[WORK TASK]
Count every line in the following listing that contains "scan", then report that count with nothing added.

[SUPPLIED DATA]
********

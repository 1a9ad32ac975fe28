//! Progressive enrichment of board items with deep details.
//!
//! The registry copy wins when it already has details. Otherwise the
//! resolver asks the catalog, with concurrent requests for the same id
//! collapsed into one in-flight fetch. Failures are logged and simply leave
//! the item unenriched until the next scan.

use crate::catalog::Catalog;
use crate::registry::ItemRegistry;
use crate::types::{ItemDetails, ItemId, MediaItem};
use futures::future::{BoxFuture, FutureExt, Shared};
use futures::stream::{self, StreamExt};
use std::collections::HashMap;
use std::sync::{Arc, Mutex, MutexGuard};
use tracing::{debug, warn};

/// How many detail fetches a background scan runs at once
pub const ENRICHMENT_CONCURRENCY: usize = 3;

type InflightFetch = Shared<BoxFuture<'static, Option<ItemDetails>>>;

#[derive(Clone)]
pub struct Resolver {
    registry: ItemRegistry,
    catalog: Option<Arc<dyn Catalog>>,
    inflight: Arc<Mutex<HashMap<ItemId, InflightFetch>>>,
}

impl std::fmt::Debug for Resolver {
    fn fmt(&self, f: &mut std::fmt::Formatter<'_>) -> std::fmt::Result {
        f.debug_struct("Resolver")
            .field("fetching", &self.catalog.is_some())
            .field("registry_len", &self.registry.len())
            .finish()
    }
}

impl Resolver {
    /// Resolver that may fetch from `catalog`
    pub fn new(registry: ItemRegistry, catalog: Arc<dyn Catalog>) -> Self {
        Self {
            registry,
            catalog: Some(catalog),
            inflight: Arc::new(Mutex::new(HashMap::new())),
        }
    }

    /// Resolver that only consults the registry
    pub fn offline(registry: ItemRegistry) -> Self {
        Self {
            registry,
            catalog: None,
            inflight: Arc::new(Mutex::new(HashMap::new())),
        }
    }

    pub fn registry(&self) -> &ItemRegistry {
        &self.registry
    }

    /// Enriched copy of `item`, or `None` when there is nothing new to report
    pub async fn resolve(&self, item: &MediaItem) -> Option<MediaItem> {
        if item.is_enriched() {
            return None;
        }

        let known = self.registry.overlay(item);
        if known.is_enriched() {
            debug!(item = %item.id, "enriched from registry");
            return Some(known);
        }

        let details = self.fetch_details(item).await?;
        self.registry.register(&item.clone().with_details(details));
        let enriched = self.registry.overlay(item);
        enriched.is_enriched().then_some(enriched)
    }

    /// Resolve every unenriched item, at most [`ENRICHMENT_CONCURRENCY`] at a
    /// time. Returns the items that gained details.
    pub async fn enrich_missing<I>(&self, items: I) -> Vec<MediaItem>
    where
        I: IntoIterator<Item = MediaItem>,
    {
        let pending: Vec<MediaItem> = items.into_iter().filter(|i| !i.is_enriched()).collect();
        if pending.is_empty() {
            return Vec::new();
        }
        debug!(count = pending.len(), "enriching items");

        let enriched: Vec<MediaItem> = stream::iter(pending)
            .map(|item| async move { self.resolve(&item).await })
            .buffer_unordered(ENRICHMENT_CONCURRENCY)
            .filter_map(|resolved| async move { resolved })
            .collect()
            .await;
        debug!(count = enriched.len(), "enrichment pass finished");
        enriched
    }

    /// Number of detail fetches currently running
    pub fn inflight_count(&self) -> usize {
        self.lock_inflight().len()
    }

    async fn fetch_details(&self, item: &MediaItem) -> Option<ItemDetails> {
        let catalog = self.catalog.as_ref()?;
        let fetch = {
            let mut inflight = self.lock_inflight();
            match inflight.get(&item.id) {
                Some(existing) => existing.clone(),
                None => {
                    let fetch = Self::start_fetch(
                        Arc::clone(catalog),
                        Arc::clone(&self.inflight),
                        item,
                    );
                    inflight.insert(item.id.clone(), fetch.clone());
                    fetch
                }
            }
        };
        fetch.await
    }

    fn start_fetch(
        catalog: Arc<dyn Catalog>,
        inflight: Arc<Mutex<HashMap<ItemId, InflightFetch>>>,
        item: &MediaItem,
    ) -> InflightFetch {
        let id = item.id.clone();
        let media_type = item.media_type;
        async move {
            let result = catalog.details(&id, media_type).await;
            inflight
                .lock()
                .unwrap_or_else(|e| e.into_inner())
                .remove(&id);
            match result {
                Ok(details) => Some(details),
                Err(e) => {
                    warn!(item = %id, error = %e, "details fetch failed");
                    None
                }
            }
        }
        .boxed()
        .shared()
    }

    fn lock_inflight(&self) -> MutexGuard<'_, HashMap<ItemId, InflightFetch>> {
        self.inflight.lock().unwrap_or_else(|e| e.into_inner())
    }
}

********

[ANSWER BELOW]
2